Saying Goodbye to a Dinosaur (Windows XP)

11 April 2013

Twelve years ago in 2001, Microsoft announced the release of Windows XP. Windows XP was the best version of Windows to that point and a way of forgetting Windows ME, which we don’t speak of. In a lot of senses, Windows XP is still a fairly rock solid operating system which is pretty impressive for how old it is, almost 12 years. Twelve years and 3 versions of Windows later, 38% of Internet users are still trying to hang on to XP.
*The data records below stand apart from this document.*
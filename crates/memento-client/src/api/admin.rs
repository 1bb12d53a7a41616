//! Site administration: configuration, branding, and account management.

use std::sync::Arc;

use async_trait::async_trait;
use memento_api_models::{ServerConfig, User, UserPage};

use crate::error::ClientResult;
use crate::loader::{FetchPage, FetchedPage, PageLoader};
use crate::pipeline::{ApiRequest, FilePart, MultipartForm};

use super::{FileUpload, MemoClient};

impl MemoClient {
    /// Current site configuration.
    pub async fn server_config(&self) -> ClientResult<ServerConfig> {
        let request = ApiRequest::get("/api/admin/config");
        self.pipeline().get_json(&request).await
    }

    /// Update the site configuration.
    pub async fn set_server_config(&self, config: &ServerConfig) -> ClientResult<()> {
        let request = ApiRequest::post_form(
            "/api/admin/config",
            vec![
                ("enable_register", config.enable_register.to_string()),
                ("site_name", config.site_name.clone()),
                ("description", config.description.clone()),
            ],
        );
        self.pipeline().execute(&request).await
    }

    /// Replace the site icon.
    pub async fn set_site_icon(&self, icon: FileUpload) -> ClientResult<()> {
        let form = MultipartForm {
            texts: Vec::new(),
            files: vec![FilePart {
                field: "icon",
                file_name: icon.file_name,
                bytes: icon.bytes,
            }],
        };
        let request = ApiRequest::post_multipart("/api/admin/setIcon", form);
        self.pipeline().execute(&request).await
    }

    /// One page of all registered accounts.
    pub async fn list_users(&self, page: u32) -> ClientResult<UserPage> {
        let request = ApiRequest::get("/api/admin/listUsers").query("page", page.to_string());
        self.pipeline().get_json(&request).await
    }

    /// Delete an account and its content.
    pub async fn delete_user(&self, username: &str) -> ClientResult<()> {
        let request = ApiRequest::delete(format!("/api/admin/deleteUser/{username}"));
        self.pipeline().execute(&request).await
    }

    /// Grant or revoke admin rights.
    pub async fn set_permission(&self, username: &str, is_admin: bool) -> ClientResult<()> {
        let request = ApiRequest::post_form(
            "/api/admin/setPermission",
            vec![
                ("username", username.to_string()),
                ("is_admin", is_admin.to_string()),
            ],
        );
        self.pipeline().execute(&request).await
    }

    /// Loader over the account listing.
    #[must_use]
    pub fn admin_user_loader(&self) -> PageLoader<User> {
        let source = AdminUserSource {
            client: self.clone(),
        };
        PageLoader::new(Arc::new(source), self.events().clone())
    }
}

struct AdminUserSource {
    client: MemoClient,
}

#[async_trait]
impl FetchPage<User> for AdminUserSource {
    async fn fetch(&self, page: u32) -> ClientResult<FetchedPage<User>> {
        let fetched = self.client.list_users(page).await?;
        Ok(FetchedPage {
            items: fetched.users,
            max_page: fetched.max_page,
        })
    }
}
According to Microsoft, it’s time to upgrade as support for XP ends 362 days from now, on April 8, 2014. For those who use XP because they prefer its interface over Vista onwards or who simply can’t afford to upgrade, that’s a scary thought. Once support expires, that’s 38% of Internet users who are now at more of the mercy of the Internet. To be fair, your computer isn’t going to spontaneously combust when support expires, but with no more patches to fix security holes, antivirus can only do so much to keep you and your data safe (so it may burst into flames later on).

Microsoft has unsurprisingly been pushing XP out for a while at this point with campaigns to upgrade Internet Explorer (but if you have XP, not past 8!) and actually not supporting XP anymore for a number of their software offerings. Although a lot of large software providers still support the old operating system, once Microsoft’s support ends that could very well change despite how well-liked it still is. For now, XP is still fairly viable but it’s pretty much fair game in either direction come April 2014.
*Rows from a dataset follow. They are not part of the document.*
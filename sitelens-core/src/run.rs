//! The audit run record and its partial-update patch.

use crate::collaborators::PerformanceDiagnostics;
use crate::scoring::CategoryScores;
use chrono::{DateTime, Utc};
use serde::{Deserialize, Serialize};
use sitelens_scanner::discovery::DiscoveryMethod;
use sitelens_scanner::issue::{DeviceType, Issue};
use sitelens_scanner::result::{LifecycleStage, ScanStrategy};

#[derive(Debug, Clone, Copy, PartialEq, Eq, Serialize, Deserialize)]
#[serde(rename_all = "SCREAMING_SNAKE_CASE")]
pub enum RunStatus {
    Pending,
    Running,
    Completed,
    Failed,
}

impl RunStatus {
    pub fn as_str(&self) -> &'static str {
        match self {
            RunStatus::Pending => "PENDING",
            RunStatus::Running => "RUNNING",
            RunStatus::Completed => "COMPLETED",
            RunStatus::Failed => "FAILED",
        }
    }

    pub fn from_str(s: &str) -> Option<Self> {
        match s {
            "PENDING" => Some(RunStatus::Pending),
            "RUNNING" => Some(RunStatus::Running),
            "COMPLETED" => Some(RunStatus::Completed),
            "FAILED" => Some(RunStatus::Failed),
            _ => None,
        }
    }

    pub fn is_terminal(&self) -> bool {
        matches!(self, RunStatus::Completed | RunStatus::Failed)
    }
}

#[derive(Debug, Clone, Default, PartialEq, Serialize, Deserialize)]
#[serde(rename_all = "camelCase")]
pub struct Progress {
    pub current_step: usize,
    pub total_steps: usize,
    pub percentage: u8,
    pub label: String,
}

impl Progress {
    pub fn new(current_step: usize, total_steps: usize, percentage: u8, label: impl Into<String>) -> Self {
        Self {
            current_step,
            total_steps,
            percentage: percentage.min(100),
            label: label.into(),
        }
    }
}

#[derive(Debug, Clone, Default, PartialEq, Eq, Serialize, Deserialize)]
pub struct ScreenshotRefs {
    #[serde(default, skip_serializing_if = "Option::is_none")]
    pub desktop: Option<String>,
    #[serde(default, skip_serializing_if = "Option::is_none")]
    pub mobile: Option<String>,
}

impl ScreenshotRefs {
    pub fn set(&mut self, device: DeviceType, reference: String) {
        match device {
            DeviceType::Desktop => self.desktop = Some(reference),
            DeviceType::Mobile => self.mobile = Some(reference),
        }
    }

    pub fn is_empty(&self) -> bool {
        self.desktop.is_none() && self.mobile.is_none()
    }
}

#[derive(Debug, Clone, PartialEq, Serialize, Deserialize)]
pub struct SegmentRef {
    pub device: DeviceType,
    pub index: usize,
    pub url: String,
}

#[derive(Debug, Clone, PartialEq, Serialize, Deserialize)]
pub struct FilmstripRef {
    pub device: DeviceType,
    pub stage: LifecycleStage,
    pub elapsed_ms: u64,
    pub url: String,
}

/// One scanned page as persisted on the run.
#[derive(Debug, Clone, PartialEq, Serialize, Deserialize)]
pub struct PageRecord {
    pub url: String,
    pub strategy: ScanStrategy,
    pub status_code: Option<u16>,
    pub ttfb_ms: Option<u64>,
    pub title: String,
    pub language: Option<String>,
    pub issue_count: usize,
    pub console_error_count: usize,
    pub broken_resource_count: usize,
    #[serde(default)]
    pub screenshots: ScreenshotRefs,
    #[serde(default)]
    pub segments: Vec<SegmentRef>,
    #[serde(default)]
    pub filmstrip: Vec<FilmstripRef>,
    #[serde(default, skip_serializing_if = "Option::is_none")]
    pub diagnostics: Option<PerformanceDiagnostics>,
}

#[derive(Debug, Clone, PartialEq, Serialize, Deserialize)]
pub struct AuditRun {
    pub id: String,
    pub site_id: String,
    pub status: RunStatus,
    pub discovery_method: Option<DiscoveryMethod>,
    pub has_sitemap: bool,
    pub pages_found: usize,
    pub pages_scanned: usize,
    pub overall_score: Option<u8>,
    pub category_scores: Option<CategoryScores>,
    pub issues: Vec<Issue>,
    pub pages: Vec<PageRecord>,
    pub progress: Progress,
    pub summary: Option<String>,
    #[serde(default)]
    pub homepage_screenshots: ScreenshotRefs,
    pub counts_toward_usage: bool,
    pub started_at: Option<DateTime<Utc>>,
    pub completed_at: Option<DateTime<Utc>>,
    pub created_at: DateTime<Utc>,
}

impl AuditRun {
    pub fn new(site_id: impl Into<String>) -> Self {
        Self {
            id: uuid::Uuid::new_v4().to_string(),
            site_id: site_id.into(),
            status: RunStatus::Pending,
            discovery_method: None,
            has_sitemap: false,
            pages_found: 0,
            pages_scanned: 0,
            overall_score: None,
            category_scores: None,
            issues: Vec::new(),
            pages: Vec::new(),
            progress: Progress::default(),
            summary: None,
            homepage_screenshots: ScreenshotRefs::default(),
            counts_toward_usage: true,
            started_at: None,
            completed_at: None,
            created_at: Utc::now(),
        }
    }

    pub fn is_terminal(&self) -> bool {
        self.status.is_terminal()
    }

    /// Merge a patch. Fields left `None` in the patch are untouched.
    pub fn apply(&mut self, update: RunUpdate) {
        let RunUpdate {
            status,
            discovery_method,
            has_sitemap,
            pages_found,
            pages_scanned,
            overall_score,
            category_scores,
            issues,
            pages,
            progress,
            summary,
            homepage_screenshots,
            counts_toward_usage,
            started_at,
            completed_at,
        } = update;

        if let Some(v) = status {
            self.status = v;
        }
        if let Some(v) = discovery_method {
            self.discovery_method = Some(v);
        }
        if let Some(v) = has_sitemap {
            self.has_sitemap = v;
        }
        if let Some(v) = pages_found {
            self.pages_found = v;
        }
        if let Some(v) = pages_scanned {
            self.pages_scanned = v;
        }
        if let Some(v) = overall_score {
            self.overall_score = Some(v);
        }
        if let Some(v) = category_scores {
            self.category_scores = Some(v);
        }
        if let Some(v) = issues {
            self.issues = v;
        }
        if let Some(v) = pages {
            self.pages = v;
        }
        if let Some(v) = progress {
            self.progress = v;
        }
        if let Some(v) = summary {
            self.summary = Some(v);
        }
        if let Some(v) = homepage_screenshots {
            self.homepage_screenshots = v;
        }
        if let Some(v) = counts_toward_usage {
            self.counts_toward_usage = v;
        }
        if let Some(v) = started_at {
            self.started_at = Some(v);
        }
        if let Some(v) = completed_at {
            self.completed_at = Some(v);
        }
    }
}

/// A partial-field update of an [`AuditRun`].
#[derive(Debug, Clone, Default, PartialEq, Serialize, Deserialize)]
pub struct RunUpdate {
    pub status: Option<RunStatus>,
    pub discovery_method: Option<DiscoveryMethod>,
    pub has_sitemap: Option<bool>,
    pub pages_found: Option<usize>,
    pub pages_scanned: Option<usize>,
    pub overall_score: Option<u8>,
    pub category_scores: Option<CategoryScores>,
    pub issues: Option<Vec<Issue>>,
    pub pages: Option<Vec<PageRecord>>,
    pub progress: Option<Progress>,
    pub summary: Option<String>,
    pub homepage_screenshots: Option<ScreenshotRefs>,
    pub counts_toward_usage: Option<bool>,
    pub started_at: Option<DateTime<Utc>>,
    pub completed_at: Option<DateTime<Utc>>,
}

impl RunUpdate {
    pub fn progress(progress: Progress) -> Self {
        Self {
            progress: Some(progress),
            ..Default::default()
        }
    }
}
So, for those who are caught up in the mix, there’s a few options. Staying with XP is a possibility but definitely not the best choice in the long run. Although most major pieces of software will still run on XP at least for now, it’s only a matter of time before companies move on after formal support is up. For those who want or need to stick with Windows, 7 is probably the best option considering how disliked 8 seems to be. In my opinion, the hate for Windows 8, though catchy to say, seems incredibly misplaced, but to each their own. Grabbing a new version of Windows will probably set you back about $100, since Windows isn’t exactly inexpensive. For those feeling a little more adventurous there’s also Linux, which is free and will almost definitely run on your hardware, in addition to coming with whatever interface you could ever care for. For those considering a Linux distribution, Linux Mint would probably be a good place to start since Ubuntu is starting to go in a weird direction, but a little searching will turn up anything you might be interested in. Since it’s free, it’s entirely within your power to experiment with different distributions and to play around to get what you want. Mac OS is another option, but will set you back substantially more.

Regardless of what you choose, make sure to make an educated decision and bunker down or get settled somewhere else come April 2014.